Im Appenzell dürfen Zombies nicht sterben

Eine Amtsposse der besonderen Art oder wie sich Handelsregisterführer Daniel Kobler mit einem St. Galler Treuhänder duelliert. Inside Justiz berichtete kürzlich über eine Zombiefirma, die seit Januar 2024 erfolglos versucht, mittels Bilanzdeponierung nach Art. 725 ff. OR die Konkurseröffnung zu erreichen.

Die illiquide Zombiefirma existiert noch heute; offenbar gilt die hoffnungslos überschuldete Kleinstfirma für die Appenzeller Behörden als «systemrelevant» und darf nicht in Konkurs gehen. Der Fall ist derzeit unter dem Aktenzeichen ERZ 24 20 beim Obergericht des Kantons Appenzell Ausserrhoden anhängig.

Ein Nebenschauplatz tut sich auf – oder eine Amtsposse der besonderen Art! Am 23. April 2024 stellt der Handelsregisterführer Daniel Kobler einen Organisationsmangel fest und – oh Wunder – dass die Gesellschaft «über keine verwertbaren Aktiven mehr verfügt und keine Geschäftstätigkeit mehr ausübt».

Verschnupfter Kobler

Der Handelsregisterführer Daniel Kobler (im grossen Bild ganz rechts) stellt also salopp etwas fest, was die Einzelrichterin Caroline Nordin-Lüssi (Kantonsgericht AR) in ihrem Urteil vom 5. März 2024 ganz anders beurteilt hat. Interessant ist nun die Kommunikation zwischen einem St. Galler Treuhänder und dem Handelsregisterführer Daniel Kobler über das Fortführungsinteresse der Gesellschaft.

Auf Anfrage teilt der beauftragte Treuhänder, Marcel Wieser von der WIPA Treuhand AG (St. Gallen), unter Beilage einer Mitteilung des Obergerichts Appenzell Ausserrhoden zur Frage des Fortführungsinteresses der Gesellschaft per E-Mail mit: „Das Interesse der Gesellschaft besteht nur noch darin, über den Beschwerdeentscheid des Obergerichts Appenzell Ausserrhoden die Konkurseröffnung zu erwirken.

Man könnte meinen, die Botschaft des Treuhänder sei für Daniel Kobler klar genug gewesen, doch weit gefehlt. Innerhalb von 30 Minuten antwortet Daniel Kobler sichtlich verärgert: «Wie in unserem Schreiben vom 23. April 2024 ausgeführt, ist ein allfälliges Interesse an der Aufrechterhaltung des Handelsregistereintrages schriftlich geltend zu machen. Ihre Eingabe erfüllt weder das Formerfordernis der Schriftlichkeit noch enthält sie ein ausdrückliches Interesse an der Aufrechterhaltung des Handelsregistereintrages.
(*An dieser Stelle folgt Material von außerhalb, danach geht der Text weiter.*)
// crates/session-check-api/src/root.rs
// ============================================================================
// Module: Root Orchestration
// Description: Root contract, section ordering, and the session entry point.
// Purpose: Validate a whole session document in dependency order.
// Dependencies: session-check-core, serde_json
// ============================================================================

//! ## Overview
//! The root hook validates sections in [`SECTION_ORDER`]. After each section
//! it collects that section's ids into the context, so later sections can
//! check their references: maps see map feature props, pages see map,
//! global output, and grouped output ids, and the app bar sees page and pane
//! ids. An absent or malformed section contributes an empty id set, which
//! makes every reference to it invalid.
//!
//! Optional sections that are absent or empty are skipped. `settings` is
//! always validated.

// ============================================================================
// SECTION: Imports
// ============================================================================

use std::collections::BTreeMap;

use serde_json::Value;
use session_check_core::Context;
use session_check_core::Contract;
use session_check_core::ContractShape;
use session_check_core::NestedFailure;
use session_check_core::Node;
use session_check_core::PathTracker;
use session_check_core::SpecError;
use session_check_core::ValidationAuditEvent;
use session_check_core::ValidationAuditEventParams;
use session_check_core::ValidationAuditSink;
use session_check_core::ValidationLog;
use session_check_core::kinds;
use session_check_core::validate;
use session_check_core::validate_at;
use session_check_core::validate_child;

use crate::app_bar::APP_BAR;
use crate::extra_kwargs::EXTRA_KWARGS;
use crate::global_outputs::GLOBAL_OUTPUTS;
use crate::grouped_outputs::GROUPED_OUTPUTS;
use crate::keys;
use crate::map_features::MAP_FEATURES;
use crate::maps::MAPS;
use crate::pages::PAGES;
use crate::panes::PANES;
use crate::settings::SETTINGS;

// ============================================================================
// SECTION: Section Order
// ============================================================================

/// Top-level sections in validation order.
pub const SECTION_ORDER: [&str; 9] = [
    "extraKwargs",
    "settings",
    "panes",
    "mapFeatures",
    "maps",
    "globalOutputs",
    "groupedOutputs",
    "pages",
    "appBar",
];

/// Returns the top-level sections in validation order.
#[must_use]
pub const fn section_order() -> &'static [&'static str] {
    &SECTION_ORDER
}

// ============================================================================
// SECTION: Root Contract
// ============================================================================

/// Contract for the document root.
pub static ROOT: Contract = Contract::new("root", resolve_root).with_nested(root_nested);

/// Root fields.
fn resolve_root(_node: &Node<'_>, _ctx: &Context) -> Result<ContractShape, SpecError> {
    Ok(ContractShape::new()
        .required("settings", kinds::MAPPING)
        .required("appBar", kinds::MAPPING)
        .optional("panes", kinds::MAPPING)
        .optional("pages", kinds::MAPPING)
        .optional("maps", kinds::MAPPING)
        .optional("mapFeatures", kinds::MAPPING)
        .optional("groupedOutputs", kinds::MAPPING)
        .optional("globalOutputs", kinds::MAPPING)
        .optional("extraKwargs", kinds::MAPPING)
        .optional("associated", kinds::ANY))
}

/// Validates every section in order, threading collected ids forward.
fn root_nested(
    node: &Node<'_>,
    tracker: &mut PathTracker<'_>,
    ctx: &Context,
) -> Result<(), NestedFailure> {
    validate_child(node, "extraKwargs", &EXTRA_KWARGS, tracker, ctx);
    validate_child(node, "settings", &SETTINGS, tracker, ctx);

    validate_section(node, "panes", &PANES, tracker, ctx);
    let ctx = ctx.with_ids(keys::VALID_PANE_IDS, data_keys(node, "panes"));

    validate_section(node, "mapFeatures", &MAP_FEATURES, tracker, &ctx);
    let ctx = ctx.with_id_map(keys::FEATURE_PROPS, feature_props(node));

    validate_section(node, "maps", &MAPS, tracker, &ctx);
    let ctx = ctx.with_ids(keys::VALID_MAP_IDS, data_keys(node, "maps"));

    validate_section(node, "globalOutputs", &GLOBAL_OUTPUTS, tracker, &ctx);
    let ctx = ctx.with_ids(keys::VALID_GLOBAL_OUTPUT_IDS, global_output_ids(node));

    validate_section(node, "groupedOutputs", &GROUPED_OUTPUTS, tracker, &ctx);
    let ctx = ctx
        .with_id_map(keys::GROUPED_LEVEL_IDS, grouped_ids(node, "groupings", "levels"))
        .with_id_map(keys::GROUPED_STAT_IDS, grouped_ids(node, "data", "stats"))
        .with_id_map(keys::GROUPED_GROUP_IDS, grouped_ids(node, "data", "groupLists"));

    validate_section(node, "pages", &PAGES, tracker, &ctx);
    let ctx = ctx.with_ids(keys::VALID_PAGE_IDS, data_keys(node, "pages"));

    validate_section(node, "appBar", &APP_BAR, tracker, &ctx);
    Ok(())
}

/// Validates a section unless it is absent or an empty mapping.
fn validate_section(
    node: &Node<'_>,
    section: &str,
    contract: &Contract,
    tracker: &mut PathTracker<'_>,
    ctx: &Context,
) {
    match node.get(section) {
        None => {}
        Some(Value::Object(fields)) if fields.is_empty() => {}
        Some(value) => {
            validate(value, contract, &mut tracker.nested(section), ctx);
        }
    }
}

// ============================================================================
// SECTION: Id Extraction
// ============================================================================

/// Views `node[key]` as a mapping node when it is one.
fn child_node<'a>(node: &Node<'a>, key: &str) -> Option<Node<'a>> {
    node.get(key).and_then(Value::as_object).map(|fields| node.child(fields))
}

/// Keys of `section.data`, empty when missing or malformed.
fn data_keys(node: &Node<'_>, section: &str) -> Vec<String> {
    child_node(node, section).map(|section| section.child_keys("data")).unwrap_or_default()
}

/// Prop ids of every map feature, keyed by feature id.
fn feature_props(node: &Node<'_>) -> BTreeMap<String, Vec<String>> {
    child_node(node, "mapFeatures")
        .and_then(|features| child_node(&features, "data"))
        .map(|features| owned_child_keys(&features, "props"))
        .unwrap_or_default()
}

/// Prop ids of the global outputs.
fn global_output_ids(node: &Node<'_>) -> Vec<String> {
    child_node(node, "globalOutputs").map(|outputs| outputs.child_keys("props")).unwrap_or_default()
}

/// For each entry of `groupedOutputs.<container>`, the keys of its `field`.
fn grouped_ids(node: &Node<'_>, container: &str, field: &str) -> BTreeMap<String, Vec<String>> {
    child_node(node, "groupedOutputs")
        .and_then(|outputs| child_node(&outputs, container))
        .map(|entries| owned_child_keys(&entries, field))
        .unwrap_or_default()
}

/// Maps each mapping entry of `entries` to the keys of its `field`.
fn owned_child_keys(entries: &Node<'_>, field: &str) -> BTreeMap<String, Vec<String>> {
    entries
        .iter()
        .filter_map(|(owner, value)| {
            let owned = value.as_object().map(|fields| entries.child(fields))?;
            Some((owner.clone(), owned.child_keys(field)))
        })
        .collect()
}

// ============================================================================
// SECTION: Session Validator
// ============================================================================

/// Validates a whole session document.
///
/// The run completes for any input; inspect [`SessionValidator::is_valid`]
/// or the [`ValidationLog`] afterwards.
#[derive(Debug, Clone)]
pub struct SessionValidator {
    /// Diagnostics of the run.
    log: ValidationLog,
    /// Top-level sections present in the document, in validation order.
    sections: Vec<String>,
    /// Number of field names skipped during the run.
    ignored_keys: usize,
}

impl SessionValidator {
    /// Validates `session`, skipping `ignore_keys` at every level.
    #[must_use]
    pub fn new<I, S>(session: &Value, ignore_keys: I) -> Self
    where
        I: IntoIterator<Item = S>,
        S: Into<String>,
    {
        let ctx = Context::with_ignore_keys(ignore_keys);
        let mut log = ValidationLog::new();
        validate_at(session, &ROOT, &mut log, Vec::new(), &ctx);
        let sections = match session {
            Value::Object(fields) => SECTION_ORDER
                .iter()
                .filter(|section| fields.contains_key(**section) && !ctx.is_ignored(section))
                .map(|section| (*section).to_string())
                .collect(),
            _ => Vec::new(),
        };
        Self {
            log,
            sections,
            ignored_keys: ctx.ignore_keys().len(),
        }
    }

    /// Validates `session` and records one audit event on `sink`.
    #[must_use]
    pub fn with_audit<I, S>(session: &Value, ignore_keys: I, sink: &dyn ValidationAuditSink) -> Self
    where
        I: IntoIterator<Item = S>,
        S: Into<String>,
    {
        let validator = Self::new(session, ignore_keys);
        sink.record(&ValidationAuditEvent::new(ValidationAuditEventParams {
            log: &validator.log,
            sections: validator.sections.clone(),
            ignored_keys: validator.ignored_keys,
        }));
        validator
    }

    /// Returns the diagnostics of the run.
    #[must_use]
    pub const fn log(&self) -> &ValidationLog {
        &self.log
    }

    /// Consumes the validator and returns its diagnostics.
    #[must_use]
    pub fn into_log(self) -> ValidationLog {
        self.log
    }

    /// Returns true when no error-level diagnostic was reported.
    #[must_use]
    pub fn is_valid(&self) -> bool {
        !self.log.has_errors()
    }

    /// Top-level sections present in the document, in validation order.
    #[must_use]
    pub fn sections(&self) -> &[String] {
        &self.sections
    }
}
Sollte daher innert der mit eingeschriebenem Brief vom 23. April 2024 angesetzten Frist keine entsprechende Erklärung der Gesellschaft bei uns eintreffen, werden wir das Verfahren wie in diesem Schreiben dargelegt weiterführen.»

Schriftlich und per Post

Der Treuhänder anwortet auf die Nachricht von Daniel Kobler wie folgt: „Bezugnehmend auf Ihre Nachricht werde ich mein vorheriges E-Mail ausdrucken, darauf schreiben, dass wir „ausdrücklich interessiert“ sind, und Ihnen das Ganze per „A-Post“+ nach Herisau in Ihr Büro senden.“

Der Treuhänder weist zu Recht darauf hin, dass Art. 934 OR keinen Hinweis darauf enthält, in welcher Form die Mitteilung des „Interesses an der Erhaltung der Gesellschaft“ zu erfolgen hat. Weder im Gesetz noch in der Handelsregisterverordnung (Art. 152 und 153) steht, dass das Interesse „ausdrücklich“ sein muss. Man darf gespannt sein, wie das Amtstheater und übrigens auch das weitere Schicksal der Zombie-Gesellschaft ausgehen wird.

EGMR – Die Schweiz unter Anklage

Die WIPA Treuhand AG vertritt den Steuerstraffall einer steuerpflichtigen Gesellschaft vor dem EGMR unter der Fallnummer 41338/23. Damit wurde erstmals ein Steuerstraffall zum Thema «ASU/besondere Untersuchung nach Art. 190ff DBG» vom EGMR angenommen und ein Verfahren gegen die Schweiz eröffnet. Inside Justiz berichtete über den Fall und wird die weitere Entwicklung verfolgen. Wieser vertritt regelmässig Mandanten in Steuerstreitigkeiten gegenüber Behörden und Gerichten.